Warming up: motion demo

I'm very interested in reducing load times for Pyweek games. I like to jump right into the action. So I tried an experiment. I have a 3-D model with 60 frames that takes about 20 seconds to load into pyOpenGL. So my experiment was to just load 4 frames of the animation to start with, and then add the rest as you go along. I'm guessing you shouldn't generate a GL list in one thread while rendering the scene in another, so all the loading has to take place between game frames. Each animation frame, though, takes about 300ms to generate into a GL list, and that's way too long to stick into a single game frame. But I found out that you can chain together a sequence of GL lists, and it works just as well. So each animation frame comprises 20 GL lists, and each game frame, one of these lists gets generated. I'm still not very familiar with GL optimizations, though, so this might not be the way to go.

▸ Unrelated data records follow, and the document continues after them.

// Copyright 2022 Ryan Seipp
//
// Licensed under the Apache License, Version 2.0 (the "License");
// you may not use this file except in compliance with the License.
// You may obtain a copy of the License at
//
//     http://www.apache.org/licenses/LICENSE-2.0
//
// Unless required by applicable law or agreed to in writing, software
// distributed under the License is distributed on an "AS IS" BASIS,
// WITHOUT WARRANTIES OR CONDITIONS OF ANY KIND, either express or implied.
// See the License for the specific language governing permissions and
// limitations under the License.

//! A `TcpStream` abstraction generic over `mio::net::TcpStream` (the
//! production transport) and `std::net::TcpStream` (useful for
//! non-`mio`-driven tests and tooling).

use std::io::{Error, Result};
use std::net::{Shutdown, SocketAddr};

/// The subset of socket operations the connection state machine needs,
/// factored out so the rest of the crate never names `mio::net::TcpStream`
/// directly.
pub trait TcpStream {
    /// Open an outgoing connection (client side).
    fn connect(addr: SocketAddr) -> Result<Self>
    where
        Self: Sized;

    /// The remote address.
    fn peer_addr(&self) -> Result<SocketAddr>;

    /// The local address.
    fn local_addr(&self) -> Result<SocketAddr>;

    /// Shut down one or both halves of the connection.
    fn shutdown(&self, how: Shutdown) -> Result<()>;

    /// Toggle Nagle's algorithm.
    fn set_nodelay(&self, nodelay: bool) -> Result<()>;

    /// Current Nagle's algorithm setting.
    fn nodelay(&self) -> Result<bool>;

    /// Set the IP time-to-live.
    fn set_ttl(&self, ttl: u32) -> Result<()>;

    /// Current IP time-to-live.
    fn ttl(&self) -> Result<u32>;

    /// Take and clear the socket's pending error, if any.
    fn take_error(&self) -> Result<Option<Error>>;

    /// Peek at incoming bytes without consuming them.
    fn peek(&self, buf: &mut [u8]) -> Result<usize>;
}

impl TcpStream for mio::net::TcpStream {
    #[inline]
    fn connect(addr: SocketAddr) -> Result<Self>
    where
        Self: Sized,
    {
        Self::connect(addr)
    }

    #[inline]
    fn peer_addr(&self) -> Result<SocketAddr> {
        Self::peer_addr(self)
    }

    #[inline]
    fn local_addr(&self) -> Result<SocketAddr> {
        Self::local_addr(self)
    }

    #[inline]
    fn shutdown(&self, how: Shutdown) -> Result<()> {
        Self::shutdown(self, how)
    }

    #[inline]
    fn set_nodelay(&self, nodelay: bool) -> Result<()> {
        Self::set_nodelay(self, nodelay)
    }

    #[inline]
    fn nodelay(&self) -> Result<bool> {
        Self::nodelay(self)
    }

    #[inline]
    fn set_ttl(&self, ttl: u32) -> Result<()> {
        Self::set_ttl(self, ttl)
    }

    #[inline]
    fn ttl(&self) -> Result<u32> {
        Self::ttl(self)
    }

    #[inline]
    fn take_error(&self) -> Result<Option<Error>> {
        Self::take_error(self)
    }

    #[inline]
    fn peek(&self, buf: &mut [u8]) -> Result<usize> {
        Self::peek(self, buf)
    }
}

impl TcpStream for std::net::TcpStream {
    #[inline]
    fn connect(addr: SocketAddr) -> Result<Self>
    where
        Self: Sized,
    {
        Self::connect(addr)
    }

    #[inline]
    fn peer_addr(&self) -> Result<SocketAddr> {
        Self::peer_addr(self)
    }

    #[inline]
    fn local_addr(&self) -> Result<SocketAddr> {
        Self::local_addr(self)
    }

    #[inline]
    fn shutdown(&self, how: Shutdown) -> Result<()> {
        Self::shutdown(self, how)
    }

    #[inline]
    fn set_nodelay(&self, nodelay: bool) -> Result<()> {
        Self::set_nodelay(self, nodelay)
    }

    #[inline]
    fn nodelay(&self) -> Result<bool> {
        Self::nodelay(self)
    }

    #[inline]
    fn set_ttl(&self, ttl: u32) -> Result<()> {
        Self::set_ttl(self, ttl)
    }

    #[inline]
    fn ttl(&self) -> Result<u32> {
        Self::ttl(self)
    }

    #[inline]
    fn take_error(&self) -> Result<Option<Error>> {
        Self::take_error(self)
    }

    #[inline]
    fn peek(&self, buf: &mut [u8]) -> Result<usize> {
        Self::peek(self, buf)
    }
}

I'm pretty satisfied with the result. The framerate and load times are about the same whether you preload it or load it during the action. It starts off pretty jittery as you'd expect, but I think it's a good tradeoff. For an actual game, it would be better, because you'll have more than one action. No need to load the shooting frames before the game begins, if you'll have plenty of time before the player even gets a gun.

Anyway, just thought I'd share. Anyone with more GL experience is welcome to give me tips! :)

motion demo

(log in to comment)

Comments

The real goal here is to minimise the number of GL calls you're making (calls across the Python-C bridge are always slow). Display lists are a good optimisation here, and even when they're not the fastest thing for the video card, they can be a net win because they only require a single GL call to use.

However, when you're compiling your GL lists, you're using bucketloads of GL calls. The OBJ loading code which you're using is based around immediate mode (glVertex3f and friends). This means multiple GL calls per vertex, which is going to slow things to a crawl for geometry of any level of sophistication. The secret is to make use of GL's vertex array functionality - I'd suggest having a look at glDrawArrays and related functions.
I must concur with Martin - glDrawArrays is the way to do it. Latest OpenGL spec even goes as far as declaring glVertex and their kin obsolete in favor of arrays. It requires more calls from a python program to draw a single model, but peforms less real OpenGL operations, which can possibly yield better performance with complex models. And, which is more relevant to your question, you can pickle these arrays, which allows blazing fast load times.

You can find an example of draw arrays and caching in an old revision of md2loader from the flightgame.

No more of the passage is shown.